Table 1: Characteristics of children included in each cohort.

For each child, we then calculated differences between ABC standard scores at consecutive assessments (e.g. ABC2 – ABC1, … , ABCn+1 – ABCn). Each Difference Score was treated as a single observation (Table 2).

Table 2. Characteristics of observations included in analyses.

Finally, we constructed an analysis of variance (ANOVA) with ABC Difference Score as the dependent variable, and Cohort and Level of symptoms as predictor variables. To account for differences in interval between assessments within and across cohorts, this was included as a covariate.

Results. There was a significant main effect of Cohort (F = 4.42, p < 0.04) indicating greater improvement in ABC scores for the Cortica cohort (mean 1.4 ± 0.5) compared to NDAR (mean 0.1 ± 0.3) (Figure 1). There was no main effect of Level and no interaction between Level and Cohort, indicating that there was greater improvement in the Cortica cohort compared to NDAR for children with both Moderate and Severe symptoms.

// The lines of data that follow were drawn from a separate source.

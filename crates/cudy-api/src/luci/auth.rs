// LuCI form login
//
// GET the login page for its hidden tokens, POST the credentials without
// following the redirect, and take the `sysauth` cookie from `Set-Cookie`
// or, failing that, from the shared jar.

use reqwest::cookie::CookieStore;
use reqwest::header::{ACCEPT, ORIGIN, REFERER, SET_COOKIE};
use secrecy::ExposeSecret;
use sha2::{Digest, Sha256};
use tracing::{debug, info, warn};
use url::Url;

use crate::error::Error;
use crate::html::form::hidden_value;
use crate::luci::client::{
    ACCEPT_HTML, AuthSession, LUCI_PREFIX, LuciClient, Scheme, SessionState,
};

const SESSION_COOKIES: &[&str] = &["sysauth", "sysauth_http", "sysauth_https"];

/// Hidden fields of a login page. Missing ones are empty.
#[derive(Debug, Default, Clone, PartialEq, Eq)]
pub(crate) struct LoginTokens {
    pub csrf: String,
    pub token: String,
    pub salt: String,
}

impl LoginTokens {
    pub fn from_page(html: &str) -> Self {
        let field = |name: &str| hidden_value(html, name).unwrap_or_default();
        Self {
            csrf: field("_csrf"),
            token: field("token"),
            salt: field("salt"),
        }
    }
}

fn sha256_hex(input: &str) -> String {
    format!("{:x}", Sha256::digest(input.as_bytes()))
}

/// Password as the login form expects it.
///
/// Salted firmwares want `sha256(password + salt)`, chained with
/// `sha256(.. + token)` when a token is present too.
pub(crate) fn login_password(password: &str, tokens: &LoginTokens) -> String {
    if tokens.salt.is_empty() {
        return password.to_owned();
    }
    let hashed = sha256_hex(&format!("{password}{}", tokens.salt));
    if tokens.token.is_empty() {
        hashed
    } else {
        sha256_hex(&format!("{hashed}{}", tokens.token))
    }
}

/// Login form fields in submission order, empty ones dropped.
pub(crate) fn login_form(
    username: &str,
    password: &str,
    tokens: &LoginTokens,
    timeclock: i64,
) -> Vec<(String, String)> {
    let hashed = login_password(password, tokens);
    let timeclock = timeclock.to_string();
    [
        ("_csrf", tokens.csrf.as_str()),
        ("token", tokens.token.as_str()),
        ("salt", tokens.salt.as_str()),
        ("zonename", "UTC"),
        ("timeclock", timeclock.as_str()),
        ("luci_language", "en"),
        ("luci_username", username),
        ("luci_password", hashed.as_str()),
        ("submit", "1"),
    ]
    .into_iter()
    .filter(|(_, v)| !v.is_empty())
    .map(|(k, v)| (k.to_owned(), v.to_owned()))
    .collect()
}

/// First session cookie among the `Set-Cookie` values, by header order.
pub(crate) fn session_from_set_cookie<'a>(
    headers: impl IntoIterator<Item = &'a str>,
) -> Option<String> {
    for header in headers {
        let Some((name, value)) = header
            .split(';')
            .next()
            .and_then(|pair| pair.split_once('='))
        else {
            continue;
        };
        let (name, value) = (name.trim(), value.trim().trim_matches('"'));
        if SESSION_COOKIES.contains(&name) && !value.is_empty() {
            return Some(value.to_owned());
        }
    }
    None
}

/// Session cookie from a jar `Cookie` header value, by `SESSION_COOKIES`
/// priority.
fn session_from_cookie_header(header: &str) -> Option<String> {
    let pairs: Vec<(&str, &str)> = header
        .split(';')
        .filter_map(|pair| pair.split_once('='))
        .map(|(name, value)| (name.trim(), value.trim().trim_matches('"')))
        .collect();
    SESSION_COOKIES.iter().find_map(|wanted| {
        pairs
            .iter()
            .find(|(name, value)| name == wanted && !value.is_empty())
            .map(|(_, value)| (*value).to_owned())
    })
}

impl LuciClient {
    /// Log in from scratch, trying the preferred scheme then the other one.
    ///
    /// Returns `false` when neither scheme yields a session cookie. Transport
    /// failures are logged, never raised.
    pub async fn authenticate(&self) -> bool {
        let _guard = self.auth_lock.lock().await;
        self.login_locked().await
    }

    /// Login body. Callers hold `auth_lock`.
    pub(crate) async fn login_locked(&self) -> bool {
        *self.state.write().await = SessionState::Authenticating;

        for scheme in self.scheme_order() {
            match self.login_on(scheme).await {
                Ok(Some(cookie)) => {
                    info!(host = %self.host(), %scheme, "logged in");
                    *self.state.write().await =
                        SessionState::Authenticated(AuthSession { cookie, scheme });
                    return true;
                }
                Ok(None) => debug!(%scheme, "login returned no session cookie"),
                Err(e) => debug!(%scheme, error = %e, "login attempt failed"),
            }
        }

        *self.state.write().await = SessionState::Unauthenticated;
        warn!(host = %self.host(), "authentication failed: no sysauth cookie obtained");
        false
    }

    async fn login_on(&self, scheme: Scheme) -> Result<Option<String>, Error> {
        let base = self.base_url(scheme)?;
        let login_url = base.join(LUCI_PREFIX)?;
        debug!("logging in at {}", login_url);

        let page = self
            .http
            .get(login_url.clone())
            .header(ACCEPT, ACCEPT_HTML)
            .send()
            .await?
            .text()
            .await?;
        if page.is_empty() {
            debug!(%scheme, "empty login page");
            return Ok(None);
        }

        let tokens = LoginTokens::from_page(&page);
        let form = login_form(
            &self.username,
            self.password.expose_secret(),
            &tokens,
            chrono::Utc::now().timestamp(),
        );

        let resp = self
            .http_no_redirect
            .post(login_url.clone())
            .header(ACCEPT, ACCEPT_HTML)
            .header(REFERER, login_url.as_str())
            .header(ORIGIN, base.origin().ascii_serialization())
            .form(&form)
            .send()
            .await?;

        let from_headers = session_from_set_cookie(
            resp.headers()
                .get_all(SET_COOKIE)
                .iter()
                .filter_map(|v| v.to_str().ok()),
        );
        Ok(from_headers.or_else(|| self.session_from_jar(&login_url)))
    }

    fn session_from_jar(&self, url: &Url) -> Option<String> {
        let header = self.jar.as_ref()?.cookies(url)?;
        session_from_cookie_header(header.to_str().ok()?)
    }
}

Figure 1. Differences in ABC between Cortica and NDAR cohorts.

We subsequently conducted t-tests to assess for differences between cohorts in VABS subscales including Communication (COM), Socialization (SOC), and Daily Living Skills (DLS). This analysis confirmed significantly greater improvement for the Cortica cohort compared to NDAR in COM and SOC, but not DLS (Figure 2, Table 3).

Figure 2. Differences in VABS subscales between Cortica and NDAR cohorts.

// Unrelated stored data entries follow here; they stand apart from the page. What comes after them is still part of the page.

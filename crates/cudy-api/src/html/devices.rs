// Connected-devices table parser
//
// Column order differs between firmware builds, so fields are found by
// classifying tokens across the whole row rather than by position. Newer
// builds render every cell twice (a `hidden-xs` desktop copy and a mobile
// copy) and add an internet-access toggle icon.

use std::sync::LazyLock;

use regex::Regex;
use scraper::{ElementRef, Html, Selector};
use tracing::{debug, warn};

use super::kv::{element_text, row_cells};
use super::text::{collapse_self_repeat, normalize_spaces};
use crate::model::{DeviceRecord, UNKNOWN};

const DEFAULT_ROW_SELECTORS: &[&str] = &[
    "table.table-striped tbody tr[id^='cbi-table-']",
    "table tbody tr[id^='cbi-table-']",
    "table tbody tr",
];

static DESKTOP: LazyLock<Selector> =
    LazyLock::new(|| Selector::parse("p.hidden-xs").expect("desktop selector is valid"));
static TOGGLE_ON: LazyLock<Selector> =
    LazyLock::new(|| Selector::parse("i.fa-toggle-on").expect("toggle selector is valid"));
static TOGGLE_OFF: LazyLock<Selector> =
    LazyLock::new(|| Selector::parse("i.fa-toggle-off").expect("toggle selector is valid"));

static TOKEN_SPLIT: LazyLock<Regex> =
    LazyLock::new(|| Regex::new(r"[,\s/|]+").expect("token regex is valid"));
static MAC: LazyLock<Regex> = LazyLock::new(|| {
    Regex::new(r"^[0-9A-Fa-f]{2}([:\-][0-9A-Fa-f]{2}){5}$").expect("mac regex is valid")
});
static MAC_ANYWHERE: LazyLock<Regex> = LazyLock::new(|| {
    Regex::new(r"[0-9A-Fa-f]{2}(?:[:\-][0-9A-Fa-f]{2}){5}").expect("mac regex is valid")
});
static IPV4: LazyLock<Regex> =
    LazyLock::new(|| Regex::new(r"^\d{1,3}(\.\d{1,3}){3}$").expect("ipv4 regex is valid"));
static SIGNAL_DBM: LazyLock<Regex> =
    LazyLock::new(|| Regex::new(r"(-\d{1,3})\s*dBm").expect("dbm regex is valid"));
static SIGNAL_BARE: LazyLock<Regex> =
    LazyLock::new(|| Regex::new(r"(?:^|\s)(-\d{1,3})(?:\s|$)").expect("signal regex is valid"));
static UPLOAD: LazyLock<Regex> =
    LazyLock::new(|| Regex::new(r"↑\s*([\d.]+)\s*([A-Za-z/]+)").expect("upload regex is valid"));
static DOWNLOAD: LazyLock<Regex> =
    LazyLock::new(|| Regex::new(r"↓\s*([\d.]+)\s*([A-Za-z/]+)").expect("download regex is valid"));
static DURATION: LazyLock<Regex> = LazyLock::new(|| {
    Regex::new(r"(\d+d\s*)?\d{1,2}:\d{2}:\d{2}").expect("duration regex is valid")
});

/// Parse the device list from a devices page.
///
/// `row_selector` overrides the built-in row patterns. Rows with fewer
/// than two cells are skipped; every other row yields a record, with
/// unresolved fields set to `"n/a"`.
pub fn parse_device_table(html: &str, row_selector: Option<&str>) -> Vec<DeviceRecord> {
    if html.trim().is_empty() {
        return Vec::new();
    }
    let doc = Html::parse_document(html);
    select_rows(&doc, row_selector)
        .into_iter()
        .filter_map(parse_row)
        .collect()
}

fn select_rows<'a>(doc: &'a Html, row_selector: Option<&str>) -> Vec<ElementRef<'a>> {
    if let Some(raw) = row_selector {
        match Selector::parse(raw) {
            Ok(sel) => return doc.select(&sel).collect(),
            Err(e) => warn!(selector = raw, error = %e, "invalid device row selector"),
        }
    }
    for raw in DEFAULT_ROW_SELECTORS {
        let Ok(sel) = Selector::parse(raw) else {
            continue;
        };
        let rows: Vec<_> = doc.select(&sel).collect();
        if !rows.is_empty() {
            debug!(selector = raw, rows = rows.len(), "device rows located");
            return rows;
        }
    }
    Vec::new()
}

fn parse_row(row: ElementRef<'_>) -> Option<DeviceRecord> {
    let cells = row_cells(row);
    if cells.len() < 2 {
        return None;
    }
    if row.select(&DESKTOP).next().is_some() {
        Some(parse_desktop_row(row, &cells))
    } else {
        Some(parse_plain_row(&cells))
    }
}

fn parse_plain_row(cells: &[ElementRef<'_>]) -> DeviceRecord {
    let texts: Vec<String> = cells.iter().map(|c| element_text(*c)).collect();
    let mut record = classify(&texts);

    if let Some(hostname) = cells.first().and_then(|c| first_line(*c)) {
        record.hostname = hostname;
    }
    if let Some(up) = texts.iter().find_map(|t| rate(&UPLOAD, t)) {
        record.upload_speed = up;
    }
    if let Some(down) = texts.iter().find_map(|t| rate(&DOWNLOAD, t)) {
        record.download_speed = down;
    }
    record
}

fn parse_desktop_row(row: ElementRef<'_>, cells: &[ElementRef<'_>]) -> DeviceRecord {
    let texts: Vec<String> = cells.iter().map(|c| desktop_text(*c)).collect();
    let mut record = classify(&texts);

    // the leading column is a row index
    if let Some(hostname) = cells
        .iter()
        .zip(&texts)
        .find(|(_, t)| !t.is_empty() && !t.chars().all(|c| c.is_ascii_digit()))
        .and_then(|(cell, _)| desktop_parts(*cell).into_iter().next())
    {
        record.hostname = hostname;
    }

    if let Some(speed) = texts.iter().find(|t| t.contains('↑') || t.contains('↓')) {
        if let Some(up) = rate(&UPLOAD, speed) {
            record.upload_speed = up;
        }
        if let Some(down) = rate(&DOWNLOAD, speed) {
            record.download_speed = down;
        }
    }

    record.internet_access = if row.select(&TOGGLE_ON).next().is_some() {
        Some(true)
    } else if row.select(&TOGGLE_OFF).next().is_some() {
        Some(false)
    } else {
        None
    };
    record
}

/// Row-wide token classification shared by both row layouts.
fn classify(texts: &[String]) -> DeviceRecord {
    let mut record = DeviceRecord::default();

    let tokens = || texts.iter().flat_map(|t| TOKEN_SPLIT.split(t));
    if let Some(mac) = tokens().find(|t| MAC.is_match(t)) {
        mac.clone_into(&mut record.mac);
    }
    if let Some(ip) = tokens().find(|t| IPV4.is_match(t)) {
        ip.clone_into(&mut record.ip);
    }
    if let Some(signal) = texts.iter().find_map(|t| signal(t)) {
        record.signal = signal;
    }
    // a MAC such as 12:34:56:78:9a:bc would otherwise read as a duration
    if let Some(online) = texts.iter().find_map(|t| {
        let without_macs = MAC_ANYWHERE.replace_all(t, " ");
        DURATION
            .find(&without_macs)
            .map(|m| normalize_spaces(m.as_str()))
    }) {
        record.online_time = online;
    }
    record.connection_type = connection_type(&texts.join(" ")).to_owned();
    record
}

fn signal(text: &str) -> Option<String> {
    let text = collapse_self_repeat(text);
    SIGNAL_DBM
        .captures(text)
        .or_else(|| SIGNAL_BARE.captures(text))
        .map(|c| c[1].to_owned())
}

fn rate(re: &Regex, text: &str) -> Option<String> {
    let text = collapse_self_repeat(text);
    re.captures(text).map(|c| format!("{}{}", &c[1], &c[2]))
}

fn connection_type(row_text: &str) -> &'static str {
    let lower = row_text.to_lowercase();
    if lower.contains("wifi") {
        "wifi"
    } else if lower.contains("mesh") {
        "mesh"
    } else if ["lan", "ethernet", "wired"].iter().any(|k| lower.contains(k)) {
        "wired"
    } else {
        UNKNOWN
    }
}

/// First non-empty text node of a cell.
fn first_line(cell: ElementRef<'_>) -> Option<String> {
    cell.text()
        .flat_map(str::lines)
        .map(normalize_spaces)
        .find(|l| !l.is_empty())
}

fn desktop_node(cell: ElementRef<'_>) -> ElementRef<'_> {
    cell.select(&DESKTOP).next().unwrap_or(cell)
}

fn desktop_text(cell: ElementRef<'_>) -> String {
    element_text(desktop_node(cell))
}

fn desktop_parts(cell: ElementRef<'_>) -> Vec<String> {
    desktop_node(cell)
        .text()
        .map(normalize_spaces)
        .filter(|t| !t.is_empty())
        .collect()
}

Table 3. Differences in VABS subscales between Cortica and NDAR cohorts.

Discussion. We compared development of adaptive behavior between a cohort of children at Cortica and a reference cohort drawn from a longitudinal study of adaptive behavior archived in NDAR. In the NDAR cohort, there was little net change in ABC scores over time, consistent with the observation by that study’s authors that children with low initial scores tended to have decreasing scores over time, while those with initial scores in the moderately impaired range tended to be stable6. This mirrors findings of other recent studies of adaptive behavior development in children with ASD5.

By contrast, children in the Cortica cohort tended to show increasing ABC scores between consecutive assessments, regardless of level of symptom severity. Analysis of variance demonstrated that this pattern was significantly different from the NDAR cohort. Similar trends were present for individual subscales of the VABS including Communication and Socialization, though not for Daily Living Skills. (Of note, DLS Difference Scores showed greater variability in the NDAR cohort than any other measure, affecting the significance of a direct comparison.)

One reason for this difference may be the type of therapeutic intervention received by children in each cohort. Children in the Cortica cohort participated in an individualized and coordinated program of therapies (Table 4) under the clinical direction of a pediatric neurologist, who was also responsible for management of medications and associated medical conditions. We note that the intensity of behavior therapy was below practice guidelines for ABA, which recommend 10-25 hours per week for focused interventions and 30-40 hours of direct therapy per week for comprehensive interventions7. The NDAR dataset does not include information about therapies received, but it can be assumed that these children received care that is typical in the community, with fragmented services across multiple providers.

Table 4. Average hours of therapy per week for children in Cortica cohort with Moderate and Severe symptoms.

Conclusion. A comprehensive, personalized, and medically based care model for children with ASD results in significantly improved adaptive behavior development compared to a reference cohort of children receiving typical care.